The hardest part of playing Dungeons & Dragons is not the rules or the inherent awkwardness of pretending to be an elf or a wizard—it’s finding time to play. So it was a minor miracle that we were able to journey again into imaginary realms so soon.
After the first session, the husbands decided we’d rotate story responsibilities, which meant I got to play this time. I’d introduced an elderly knight as a non-player character during the first session, and on a lark—because I thought it’d be funny—I decided he’d be my character. An 80-year-old with cataracts and a wispy crown of hair. I described him as medieval Joe Biden.
There are people who take D&D very seriously, approaching it like a kind of theater. I am not one of those people.
We were traveling overland on our way to glory and fortune and needed to camp overnight. In the morning, Sir Joe completed a spirited bit of yoga. In his long johns. Which had one of those butt flaps, but no buttons to keep it shut.
Downward dog has never been more disgusting. Or hilarious.
Not all the ideas were mine. People started throwing out suggestions and the collaborative improv became our canon.
That’s the magic of D&D.
80s Sex Comedies
It’s long been my intention to write a piece with a name like ‘Everything 80s Sex Comedies Taught Me About Love and Life’ but I kept putting it off because I couldn’t watch one crucial film. That’s since been rectified thanks to a squirrelly web site I stumbled across in my latest attempt.

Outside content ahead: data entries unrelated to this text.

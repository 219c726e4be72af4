//! Standalone HTML writer.
//!
//! Produces a single self-contained page (inline CSS, photo embedded as a data
//! URI) sized to a fixed page width so it prints one page wide. All user
//! content is escaped.

use std::fmt::Write as _;

use crate::descriptor::HeaderPlacement;
use crate::surface::{Column, Content, EntryView, Header, Section, Surface};

/// Page options for the HTML writer.
#[derive(Debug, Clone, PartialEq, Eq)]
pub struct HtmlOptions {
    /// Document title
    pub title: String,
    /// CSS page width, e.g. `210mm`
    pub page_width: String,
    /// CSS `@page` size keyword, e.g. `A4`
    pub page_size: String,
    /// Optional `<meta name="generator">` content
    pub generator: Option<String>,
}

impl Default for HtmlOptions {
    fn default() -> Self {
        Self {
            title: "Resume".to_string(),
            page_width: "210mm".to_string(),
            page_size: "A4".to_string(),
            generator: None,
        }
    }
}

const STYLE: &str = "\
*{box-sizing:border-box}\
body{margin:0;font-family:-apple-system,'Segoe UI',Helvetica,Arial,sans-serif;color:#1f2933;background:#fff}\
.page{margin:0 auto;padding:12mm}\
.grid{display:grid;gap:24px}\
.header{margin-bottom:24px}\
.header.centered{text-align:center}\
.avatar{border-radius:50%;object-fit:cover;display:inline-flex;align-items:center;justify-content:center;background:#e4e7eb;font-weight:700}\
.contact p{margin:2px 0;color:#616e7c;font-size:13px}\
h2{margin:8px 0}\
h3{font-size:17px;border-bottom:1px solid #e4e7eb;padding-bottom:6px}\
.entry{margin-bottom:12px}\
.entry .heading{font-weight:600;display:flex;justify-content:space-between}\
.entry .sub{color:#616e7c;font-size:13px}\
.entry .body{font-size:13px;margin-top:4px;white-space:pre-wrap}\
.tags{display:flex;flex-wrap:wrap;gap:8px}\
.tags.grid-tags{display:grid}\
.tag{padding:4px 12px;background:#eef2ff;border-radius:999px;font-size:13px}\
a{color:#3b5bdb;font-size:13px}";

/// Write `surface` as a complete HTML document.
pub fn write(surface: &Surface, options: &HtmlOptions) -> String {
    let mut out = String::new();

    out.push_str("<!DOCTYPE html>\n<html lang=\"en\">\n<head>\n<meta charset=\"utf-8\">\n");
    let _ = writeln!(out, "<title>{}</title>", escape(&options.title));
    if let Some(generator) = &options.generator {
        let _ = writeln!(out, "<meta name=\"generator\" content=\"{}\">", escape(generator));
    }
    let _ = writeln!(
        out,
        "<style>@page{{size:{} portrait;margin:0}}{STYLE}.page{{width:{}}}</style>",
        escape(&options.page_size),
        escape(&options.page_width)
    );
    out.push_str("</head>\n<body>\n");
    let _ = writeln!(
        out,
        "<div class=\"page\" id=\"resume-preview\" data-layout=\"{}\">",
        surface.layout
    );

    if let HeaderPlacement::Top { centered } = surface.header_placement {
        write_header(&mut out, &surface.header, surface.avatar_px, centered);
    }

    let template: Vec<String> = surface
        .columns
        .iter()
        .map(|c| format!("{}fr", c.span))
        .collect();
    let _ = writeln!(
        out,
        "<div class=\"grid\" style=\"grid-template-columns:{}\">",
        template.join(" ")
    );
    for column in &surface.columns {
        write_column(&mut out, surface, column);
    }
    out.push_str("</div>\n</div>\n</body>\n</html>\n");
    out
}

fn write_column(out: &mut String, surface: &Surface, column: &Column) {
    out.push_str("<div class=\"column\">\n");
    if column.has_header {
        write_header(out, &surface.header, surface.avatar_px, true);
    }
    for section in &column.sections {
        write_section(out, section);
    }
    out.push_str("</div>\n");
}

fn write_header(out: &mut String, header: &Header, avatar_px: u16, centered: bool) {
    let class = if centered { "header centered" } else { "header" };
    let _ = writeln!(out, "<div class=\"{class}\">");

    let size = format!("width:{avatar_px}px;height:{avatar_px}px");
    match &header.photo {
        Some(uri) => {
            let _ = writeln!(
                out,
                "<img class=\"avatar\" style=\"{size}\" src=\"{}\" alt=\"{}\">",
                escape(uri),
                escape(&header.full_name)
            );
        }
        None => {
            let _ = writeln!(
                out,
                "<div class=\"avatar\" style=\"{size}\">{}</div>",
                escape(&header.initial)
            );
        }
    }

    let _ = writeln!(out, "<h2>{}</h2>", escape(&header.full_name));
    out.push_str("<div class=\"contact\">\n");
    for line in &header.contact {
        let _ = writeln!(out, "<p>{}</p>", escape(line));
    }
    out.push_str("</div>\n");
    if let Some(objective) = &header.objective {
        let _ = writeln!(out, "<p class=\"objective\">{}</p>", escape(objective));
    }
    out.push_str("</div>\n");
}

fn write_section(out: &mut String, section: &Section) {
    out.push_str("<section>\n");
    let _ = writeln!(out, "<h3>{}</h3>", escape(&section.title));
    match &section.content {
        Content::Paragraph(text) => {
            let _ = writeln!(out, "<p>{}</p>", escape(text));
        }
        Content::Entries(entries) => {
            for entry in entries {
                write_entry(out, entry);
            }
        }
        Content::Tags { tags, columns } => {
            if *columns == 0 {
                out.push_str("<div class=\"tags\">\n");
            } else {
                let _ = writeln!(
                    out,
                    "<div class=\"tags grid-tags\" style=\"grid-template-columns:repeat({columns},1fr)\">"
                );
            }
            for tag in tags {
                let _ = writeln!(out, "<span class=\"tag\">{}</span>", escape(tag));
            }
            out.push_str("</div>\n");
        }
    }
    out.push_str("</section>\n");
}

fn write_entry(out: &mut String, entry: &EntryView) {
    out.push_str("<div class=\"entry\">\n");
    match &entry.aside {
        Some(aside) => {
            let _ = writeln!(
                out,
                "<div class=\"heading\"><span>{}</span><span class=\"sub\">{}</span></div>",
                escape(&entry.heading),
                escape(aside)
            );
        }
        None => {
            let _ = writeln!(out, "<div class=\"heading\">{}</div>", escape(&entry.heading));
        }
    }
    if let Some(sub) = &entry.subheading {
        let _ = writeln!(out, "<div class=\"sub\">{}</div>", escape(sub));
    }
    if let Some(body) = &entry.body {
        let _ = writeln!(out, "<div class=\"body\">{}</div>", escape(body));
    }
    if let Some(link) = &entry.link {
        let _ = writeln!(
            out,
            "<a href=\"{}\" target=\"_blank\" rel=\"noopener noreferrer\">{}</a>",
            escape(&link.href),
            escape(&link.label)
        );
    }
    out.push_str("</div>\n");
}

/// Escape text for HTML element content and double-quoted attributes
pub fn escape(text: &str) -> String {
    let mut out = String::with_capacity(text.len());
    for c in text.chars() {
        match c {
            '&' => out.push_str("&amp;"),
            '<' => out.push_str("&lt;"),
            '>' => out.push_str("&gt;"),
            '"' => out.push_str("&quot;"),
            '\'' => out.push_str("&#39;"),
            _ => out.push(c),
        }
    }
    out
}

#[cfg(test)]
mod tests {
    use super::*;
    use crate::descriptor::LayoutId;
    use crate::render::render;
    use resume::{Project, ResumeAggregate};

    #[test]
    fn test_escape() {
        assert_eq!(escape("a < b & c"), "a &lt; b &amp; c");
        assert_eq!(escape("\"quoted\" 'single'"), "&quot;quoted&quot; &#39;single&#39;");
        assert_eq!(escape("plain"), "plain");
    }

    #[test]
    fn test_user_content_is_escaped() {
        let mut resume = ResumeAggregate::new();
        resume.personal_info.full_name = "<script>alert(1)</script>".to_string();
        resume.projects.push(Project {
            name: "Tom & Jerry".to_string(),
            description: String::new(),
            link: "https://example.com/?a=1&b=\"2\"".to_string(),
        });

        let html = write(
            &render(&resume, &LayoutId::Simple.descriptor()),
            &HtmlOptions::default(),
        );
        assert!(!html.contains("<script>"));
        assert!(html.contains("&lt;script&gt;"));
        assert!(html.contains("Tom &amp; Jerry"));
        assert!(html.contains("href=\"https://example.com/?a=1&amp;b=&quot;2&quot;\""));
    }

    #[test]
    fn test_page_geometry_and_grid() {
        let options = HtmlOptions {
            page_width: "8.5in".to_string(),
            page_size: "letter".to_string(),
            ..HtmlOptions::default()
        };
        let html = write(
            &render(&ResumeAggregate::new(), &LayoutId::TwoColumn.descriptor()),
            &options,
        );
        assert!(html.contains("@page{size:letter portrait;margin:0}"));
        assert!(html.contains(".page{width:8.5in}"));
        assert!(html.contains("grid-template-columns:1fr 2fr"));
        assert!(html.contains("data-layout=\"two-column\""));
    }

    #[test]
    fn test_avatar_photo_or_initial() {
        let mut resume = ResumeAggregate::new();
        resume.personal_info.full_name = "Linus".to_string();

        let html = write(
            &render(&resume, &LayoutId::Comprehensive.descriptor()),
            &HtmlOptions::default(),
        );
        assert!(html.contains("<div class=\"avatar\" style=\"width:128px;height:128px\">L</div>"));

        resume.personal_info.profile_picture = Some("data:image/png;base64,AAAA".to_string());
        let html = write(
            &render(&resume, &LayoutId::Comprehensive.descriptor()),
            &HtmlOptions::default(),
        );
        assert!(html.contains("src=\"data:image/png;base64,AAAA\""));
    }
}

In the past 2 weeks, I’ve rewatched Revenge of the Nerds, Weird Science, and Loverboy, three films that made young Eric (briefly) put down his action figures and realize that girls were actually pretty interesting. The most interesting, even.
Seeing these movies through much-older eyes has been bizarre. There are obviously problematic elements, and though I was braced to be retroactively embarrassed for myself, the shame never came. Instead, I was surprised by the nougat of earnestness that runs through all of them.
I'm working on an article about the experience, which will be coming to an internet near you.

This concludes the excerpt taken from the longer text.